J’ai lu que non seulement elle n’avait jamais joué auparavant, mais qu’elle n’était jamais allée au cinéma. Était-ce un défi de la diriger ?
J’ai compris, en particulier après avoir travaillé avec des acteurs autochtones non-professionnels, que si quelqu’un convient à un rôle et a de la profondeur, vous pouvez mettre la caméra sur lui et la garder. Et ce sera intéressant. J’ai travaillé avec David Gulpilil, qui était un acteur extraordinaire. Il se passe tellement de choses dans un simple gros plan de David. Si vous choisissez bien la personne, vous pouvez être sûr que la caméra le verra. Lorsque j’ai choisi Mwajemi, je savais qu’elle avait une grande expérience de la vie, avec toutes les violences qui se sont produites autour d’elle. C’est là, dans son être. Vous placez la caméra sur elle et, si vous en avez parlé au préalable et si elle a la liberté de penser qui va avec, elle vous donnera quelque chose d’intéressant.
Comment était votre équipe sur ce film ?
Ils étaient fantastiques. C’est la plus jeune équipe avec laquelle j’ai travaillé. Compte tenu du propos et de la thématique du racisme, j’avais besoin d’une approche différente de l’équipe du film. Il me semblait ridicule de parcourir le pays avec mon équipe habituelle, essentiellement composée d’hommes, tous blancs, d’à peu près mon âge, ce qui, pour le dire gentiment, n’est plus si jeune. L’histoire du film parle de la désinvolture du courant dominant vis-à-vis de l’oppression, de la violence systémique et des traumatismes infligés à d’autres êtres humains à l’échelle mondiale. J’ai compris qu’il fallait une nouvelle équipe – avec des jeunes, de la diversité et un équilibre entre les sexes. L’histoire devait être racontée en collaboration avec des personnes talentueuses, réfléchies et passionnées, mais sous-représentées.

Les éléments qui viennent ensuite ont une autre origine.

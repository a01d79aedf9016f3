//! Mute-on-underflow stage.
//!
//! Last stage of a receiving pipeline. When the consumer underflow counter
//! advances, the next `reload_value` packets are zero-filled so the
//! re-buffering glitch is silent instead of a stutter. Derive the reload
//! from [`packets_in_ms`](crate::format::packets_in_ms) with ~30 ms.

use crate::error::{Error, Result};
use crate::header::AudioHeader;
use crate::stages::{StageCtx, StageInitCtx};

/// Mute stage control commands.
#[derive(Debug, Clone, Copy, PartialEq, Eq)]
#[repr(u8)]
pub enum MuteCmd {
    /// Set the number of packets muted after an underflow.
    SetReload = 0,
}

/// Zero-fill stage armed by consumer underflows.
pub struct MuteStage {
    /// Packets muted after the last underflow.
    pub reload_value: u32,
    counter: u32,
    underflow_count: u32,
}

impl MuteStage {
    /// Create a mute stage with the given reload value.
    pub fn new(reload_value: u32) -> Self {
        Self {
            reload_value,
            counter: 0,
            underflow_count: 0,
        }
    }

    pub(crate) fn init(&mut self, ctx: &mut StageInitCtx<'_>) -> Result<()> {
        self.counter = 0;
        self.underflow_count = ctx.consumer_underflow_count;
        Ok(())
    }

    pub(crate) fn ctrl(&mut self, cmd: u8, arg: u32) -> Result<u32> {
        match cmd {
            c if c == MuteCmd::SetReload as u8 => {
                self.reload_value = arg;
                Ok(0)
            }
            _ => Err(Error::InvalidCmd),
        }
    }

    pub(crate) fn process(
        &mut self,
        ctx: &mut StageCtx<'_>,
        _header: &mut AudioHeader,
        input: &[u8],
        output: &mut [u8],
    ) -> Result<u16> {
        let current_underflow_count = ctx.stats.consumer_buffer_underflow_count;

        if current_underflow_count != self.underflow_count && current_underflow_count != 0 {
            // Underflow count changed but was not reset.
            self.counter = self.reload_value;
        }
        self.underflow_count = current_underflow_count;

        if self.counter > 0 {
            output[..input.len()].fill(0);
            self.counter -= 1;
            return Ok(input.len() as u16);
        }

        Ok(0)
    }
}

À un moment donné, je regardais la costumière, le chef décorateur et l’ingénieur du son et je me suis dit : « Oh, mon Dieu, je suis plus vieux qu’eux trois réunis ». Pour la plupart d’entre eux, il s’agissait de leur premier film, et ils y ont apporté une telle énergie et une telle passion, c’était formidable.
Parce qu’ils étaient beaucoup plus jeunes, ont-ils eu un regard différent sur le sujet et les thèmes du film ?
La réponse à cette question est compliquée car trois des chefs de département étaient des autochtones, assez jeunes. Le film ne porte pas sur les autochtones, mais il est clair qu’ils voyaient certaines choses un peu différemment. L’équipe était très diversifiée. Notre premier assistant opérateur était un Maori de Nouvelle-Zélande. L’un des assistants réalisateurs était népalais. Chacun réagissait différemment au sujet. Sur mes films, tout le monde est un collaborateur et contribue à sa réalisation.